Why is homemade pickle good?
- Uses less oil and salt than store-bought pickle
- It does not have any preservatives
- You can modify the spices used as per taste
- You get to use the best quality spices and produce
Aam Ka Achar Recipe | Mango Pickle North Indian Style
- 1 kg. raw mango or 2.2 lb washed dried and cut into ⅛th pieces
- 1.5 cup mustard oil I use Kachi Ghani
- ½ cup salt or 125 gm.
- 2 tsp. turmeric powder
- 2 tbsp. red chilli powder
- 1 tbsp. heeng asafoetida
- 2 tbsp. saunf fennel
- 2 tbsp. kalonji onion seeds
- 3 tbsp. mustard seeds
- 1.5 tbsp. fenugreek seeds
- Make sure that everything you use is dry and has no moisture.
- Sterilize your jars in which you will store the pickle.

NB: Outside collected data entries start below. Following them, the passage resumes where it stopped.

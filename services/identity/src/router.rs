use axum::{
    Router,
    routing::{delete, get, patch, post},
};
use tower_http::trace::TraceLayer;

use shutterbox_core::health::{healthz, readyz};
use shutterbox_core::middleware::request_id_layer;

use crate::handlers::{
    account::{change_password, delete_account, register, verify},
    password::{forgot_password, reset_password},
    session::{check_session, login, logout},
};
use crate::middleware::csrf::csrf_guard;
use crate::state::AppState;

pub fn build_router(state: AppState) -> Router {
    Router::new()
        // Health
        .route("/healthz", get(healthz))
        .route("/readyz", get(readyz))
        // Account
        .route("/identity/register", post(register))
        .route("/identity/verify", post(verify))
        .route("/identity/password", patch(change_password))
        .route("/identity/account", delete(delete_account))
        // Session
        .route("/identity/login", post(login))
        .route("/identity/session", get(check_session))
        .route("/identity/session", delete(logout))
        // Password reset
        .route("/identity/forgot-password", post(forgot_password))
        .route("/identity/reset-password", post(reset_password))
        .layer(axum::middleware::from_fn_with_state(
            state.clone(),
            csrf_guard,
        ))
        .layer(TraceLayer::new_for_http())
        .layer(request_id_layer())
        .with_state(state)
}
use sea_orm::entity::prelude::*;

/// Server-side session. The id is the bearer secret delivered via cookie;
/// the CSRF token is a distinct per-session secret fixed at creation.
#[derive(Clone, Debug, PartialEq, Eq, DeriveEntityModel)]
#[sea_orm(table_name = "sessions")]
pub struct Model {
    #[sea_orm(primary_key, auto_increment = false)]
    pub id: String,
    pub user_id: i32,
    pub csrf_token: String,
    pub created_at: chrono::DateTime<chrono::Utc>,
    pub last_accessed: chrono::DateTime<chrono::Utc>,
}

#[derive(Copy, Clone, Debug, EnumIter, DeriveRelation)]
pub enum Relation {
    #[sea_orm(
        belongs_to = "super::users::Entity",
        from = "Column::UserId",
        to = "super::users::Column::Id",
        on_delete = "Cascade"
    )]
    User,
}

impl Related<super::users::Entity> for Entity {
    fn to() -> RelationDef {
        Relation::User.def()
    }
}

impl ActiveModelBehavior for ActiveModel {}
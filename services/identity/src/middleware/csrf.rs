//! CSRF guard, applied to the whole router.
//!
//! Checks run in a fixed order: read-only methods pass, the pre-auth
//! allow-list passes, then the request must carry both the CSRF header
//! and a session cookie that resolve to a live session whose secret
//! matches the header.

use axum::{
    extract::{Request, State},
    http::Method,
    middleware::Next,
    response::Response,
};
use axum_extra::extract::CookieJar;

use crate::cookie::SESSION_COOKIE;
use crate::error::IdentityError;
use crate::state::AppState;
use crate::usecase::csrf::CsrfGuardUseCase;

/// Request header carrying the per-session CSRF secret.
pub const CSRF_HEADER: &str = "x-csrf-token";

/// Routes that cannot yet hold a CSRF secret: they are how a client
/// obtains one in the first place.
pub const PRE_AUTH_ROUTES: &[&str] = &[
    "/identity/register",
    "/identity/login",
    "/identity/verify",
    "/identity/forgot-password",
    "/identity/reset-password",
];

pub async fn csrf_guard(
    State(state): State<AppState>,
    jar: CookieJar,
    request: Request,
    next: Next,
) -> Result<Response, IdentityError> {
    let method = request.method();
    if method == Method::GET || method == Method::HEAD || method == Method::OPTIONS {
        return Ok(next.run(request).await);
    }
    if PRE_AUTH_ROUTES.contains(&request.uri().path()) {
        return Ok(next.run(request).await);
    }

    let supplied_token = request
        .headers()
        .get(CSRF_HEADER)
        .and_then(|v| v.to_str().ok())
        .map(str::to_owned);
    let session_id = jar.get(SESSION_COOKIE).map(|c| c.value().to_owned());

    let guard = CsrfGuardUseCase {
        sessions: state.session_repo(),
        idle_timeout: state.policy.session_idle_timeout,
    };
    guard
        .execute(session_id.as_deref(), supplied_token.as_deref())
        .await?;

    Ok(next.run(request).await)
}
pub use sea_orm_migration::prelude::*;

mod m20260401_000001_create_users;
mod m20260401_000002_create_sessions;
mod m20260401_000003_create_outbox_events;

pub struct Migrator;

#[async_trait::async_trait]
impl MigratorTrait for Migrator {
    fn migrations() -> Vec<Box<dyn MigrationTrait>> {
        vec![
            Box::new(m20260401_000001_create_users::Migration),
            Box::new(m20260401_000002_create_sessions::Migration),
            Box::new(m20260401_000003_create_outbox_events::Migration),
        ]
    }
}
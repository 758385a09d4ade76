//! Password hashing and policy checks.
//!
//! Hashes are bcrypt with per-hash salt; the work factor comes from
//! configuration so tests can run at the minimum cost.

use crate::domain::types::PASSWORD_MIN_LEN;
use crate::error::IdentityError;

/// Hash a plain password at the given bcrypt cost.
pub fn hash_password(plain: &str, cost: u32) -> Result<String, IdentityError> {
    bcrypt::hash(plain, cost).map_err(|e| IdentityError::Internal(e.into()))
}

/// Verify a plain password against a stored hash. A malformed hash
/// verifies as `false` rather than erroring; the caller cannot tell it
/// apart from a wrong password, which is the point.
pub fn verify_password(plain: &str, hash: &str) -> bool {
    bcrypt::verify(plain, hash).unwrap_or(false)
}

/// Password policy: at least 8 chars with one uppercase, one lowercase
/// and one digit. Applied at registration, reset, and password change.
pub fn check_password_policy(password: &str) -> Result<(), IdentityError> {
    if password.chars().count() < PASSWORD_MIN_LEN {
        return Err(IdentityError::Validation(format!(
            "password must be at least {PASSWORD_MIN_LEN} characters"
        )));
    }
    let has_upper = password.chars().any(|c| c.is_uppercase());
    let has_lower = password.chars().any(|c| c.is_lowercase());
    let has_digit = password.chars().any(|c| c.is_ascii_digit());
    if !(has_upper && has_lower && has_digit) {
        return Err(IdentityError::Validation(
            "password must contain an uppercase letter, a lowercase letter, and a digit"
                .to_owned(),
        ));
    }
    Ok(())
}
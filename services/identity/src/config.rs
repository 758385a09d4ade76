use chrono::Duration;

/// Identity service configuration loaded from environment variables.
#[derive(Debug)]
pub struct IdentityConfig {
    /// PostgreSQL connection URL.
    pub database_url: String,
    /// Cookie domain attribute (root domain, e.g. "example.com").
    pub cookie_domain: String,
    /// TCP port to listen on (default 3110). Env var: `IDENTITY_PORT`.
    pub identity_port: u16,
    /// bcrypt work factor (default 12). Env var: `BCRYPT_COST`.
    pub bcrypt_cost: u32,
    /// Verification-code lifetime in hours (default 24). Env var: `VERIFICATION_EXPIRY_HOURS`.
    pub verification_expiry_hours: i64,
    /// Reset-token lifetime in hours (default 1). Env var: `RESET_EXPIRY_HOURS`.
    pub reset_expiry_hours: i64,
    /// Idle timeout after which a session is rejected and deleted
    /// (default 1800). Env var: `SESSION_IDLE_TIMEOUT_SECS`.
    pub session_idle_timeout_secs: i64,
    /// Sweep cutoff in days for the `sweep` binary (default 30).
    /// Env var: `SESSION_SWEEP_MAX_IDLE_DAYS`.
    pub session_sweep_max_idle_days: i64,
}

impl IdentityConfig {
    pub fn from_env() -> Self {
        Self {
            database_url: std::env::var("DATABASE_URL").expect("DATABASE_URL"),
            cookie_domain: std::env::var("COOKIE_DOMAIN").expect("COOKIE_DOMAIN"),
            identity_port: env_or("IDENTITY_PORT", 3110),
            bcrypt_cost: env_or("BCRYPT_COST", bcrypt::DEFAULT_COST),
            verification_expiry_hours: env_or("VERIFICATION_EXPIRY_HOURS", 24),
            reset_expiry_hours: env_or("RESET_EXPIRY_HOURS", 1),
            session_idle_timeout_secs: env_or("SESSION_IDLE_TIMEOUT_SECS", 1800),
            session_sweep_max_idle_days: env_or("SESSION_SWEEP_MAX_IDLE_DAYS", 30),
        }
    }

    /// The tunables the use cases need, as one value object.
    pub fn security_policy(&self) -> SecurityPolicy {
        SecurityPolicy {
            bcrypt_cost: self.bcrypt_cost,
            verification_expiry: Duration::hours(self.verification_expiry_hours),
            reset_expiry: Duration::hours(self.reset_expiry_hours),
            session_idle_timeout: Duration::seconds(self.session_idle_timeout_secs),
        }
    }
}

/// Expiry windows and hashing cost, passed into each use case explicitly
/// rather than read from ambient statics.
#[derive(Debug, Clone)]
pub struct SecurityPolicy {
    pub bcrypt_cost: u32,
    pub verification_expiry: Duration,
    pub reset_expiry: Duration,
    pub session_idle_timeout: Duration,
}

fn env_or<T: std::str::FromStr>(key: &str, default: T) -> T {
    std::env::var(key)
        .ok()
        .and_then(|v| v.parse().ok())
        .unwrap_or(default)
}
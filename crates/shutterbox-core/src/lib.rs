//! Shared plumbing for Shutterbox services: health endpoints, tracing
//! setup, and common tower layers.

pub mod health;
pub mod middleware;
pub mod tracing;
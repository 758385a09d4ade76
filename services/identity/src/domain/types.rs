use chrono::{DateTime, Duration, Utc};

/// Account record as stored. The verification and reset pairs are
/// both-set or both-null, never one without the other.
#[derive(Debug, Clone)]
pub struct User {
    pub id: i32,
    pub username: String,
    pub email: String,
    pub password_hash: String,
    pub is_verified: bool,
    pub verification_code: Option<String>,
    pub verification_expiry: Option<DateTime<Utc>>,
    pub reset_token: Option<String>,
    pub reset_expiry: Option<DateTime<Utc>>,
    pub receive_notifications: bool,
    pub created_at: DateTime<Utc>,
    pub updated_at: DateTime<Utc>,
}

/// Fields for creating an account; the store assigns id and timestamps.
#[derive(Debug, Clone)]
pub struct NewUser {
    pub username: String,
    pub email: String,
    pub password_hash: String,
    pub verification_code: String,
    pub verification_expiry: DateTime<Utc>,
}

/// Server-side session. `id` is the bearer secret (cookie value);
/// `csrf_token` is a distinct secret echoed on state-changing requests.
#[derive(Debug, Clone)]
pub struct Session {
    pub id: String,
    pub user_id: i32,
    pub csrf_token: String,
    pub created_at: DateTime<Utc>,
    pub last_accessed: DateTime<Utc>,
}

impl Session {
    /// Whether the session has sat idle longer than `timeout`.
    pub fn idle_longer_than(&self, timeout: Duration) -> bool {
        Utc::now() - self.last_accessed > timeout
    }
}

/// Verification code length in digits (zero-padded).
pub const VERIFICATION_CODE_LEN: u32 = 6;

/// Reset-token and CSRF-secret entropy in bytes (hex-encoded on the wire).
pub const TOKEN_BYTES: usize = 32;

/// Username length bounds; the allowed alphabet is `[A-Za-z0-9_]`.
pub const USERNAME_MIN_LEN: usize = 3;
pub const USERNAME_MAX_LEN: usize = 20;

/// Minimum password length; uppercase, lowercase and digit are also required.
pub const PASSWORD_MIN_LEN: usize = 8;
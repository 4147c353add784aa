//! Error type spanning a whole lifecycle operation.

use gantry_config::{ConfigError, LayoutError, ProfileError};
use thiserror::Error;

use crate::controller::LifecycleOp;
use crate::deploy::DeployError;
use crate::environment::EnvironmentError;
use crate::runner::LaunchError;
use crate::staging::StagingError;

/// Any failure a lifecycle operation can surface.
///
/// Phase-specific errors pass through unchanged; the two variants defined
/// here describe a process that ran but did not finish cleanly.
#[derive(Debug, Error)]
pub enum LifecycleError {
    /// Configuration could not be resolved into lifecycle inputs.
    #[error(transparent)]
    Config(#[from] ConfigError),
    /// The container profile could not be loaded or rendered.
    #[error(transparent)]
    Profile(#[from] ProfileError),
    /// The installation layout is absent or malformed.
    #[error(transparent)]
    Layout(#[from] LayoutError),
    /// The launch environment could not be assembled.
    #[error(transparent)]
    Environment(#[from] EnvironmentError),
    /// Extra class path entries could not be staged.
    #[error(transparent)]
    Staging(#[from] StagingError),
    /// The runtime process could not be spawned or awaited.
    #[error(transparent)]
    Launch(#[from] LaunchError),
    /// An archive could not be redeployed.
    #[error(transparent)]
    Deploy(#[from] DeployError),
    /// The runtime process ran and exited with a nonzero code.
    #[error("container {operation} exited with code {code}")]
    UncleanExit {
        /// The operation whose process exited.
        operation: LifecycleOp,
        /// The nonzero exit code.
        code: i32,
    },
    /// The runtime process was terminated before reporting an exit code.
    #[error("container {operation} was terminated before reporting an exit code")]
    Interrupted {
        /// The operation whose process was terminated.
        operation: LifecycleOp,
    },
}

- After washing, chopping and discarding the seeds, dry the mango pieces well.
- Lightly pound saunf, kalonji, mustard seeds and fenugreek seeds. You can dry roast them if you like before using.
- Now mix together salt, red chilli powder, heeng along with the coarse spice powders.
- Apply this spice mix to the raw mango pieces.
- Put in a ceramic or glass jar.
- Cover with a muslin cloth or towel and put in the sun daily for about 3-4 days.
- Now add mustard oil and mix well. Let the oil completely cover the pickle.
- Keep it in the sun again for 4-5 days.
- Your aam ka achaar is ready to use.
- In case you don't have access to good sunlight, then you can mix all the spices together with mango pieces and oil in the jar. Make sure that you first heat the oil and then cool it before using. Use half the oil. Cover with a muslin cloth and keep in a dry place for 3-4 days. After this time, mix the pickle and add the remaining oil. Your pickle would have reduced in quantity. Cover with a muslin cloth and keep for another 5 days. Then it is ready to consume.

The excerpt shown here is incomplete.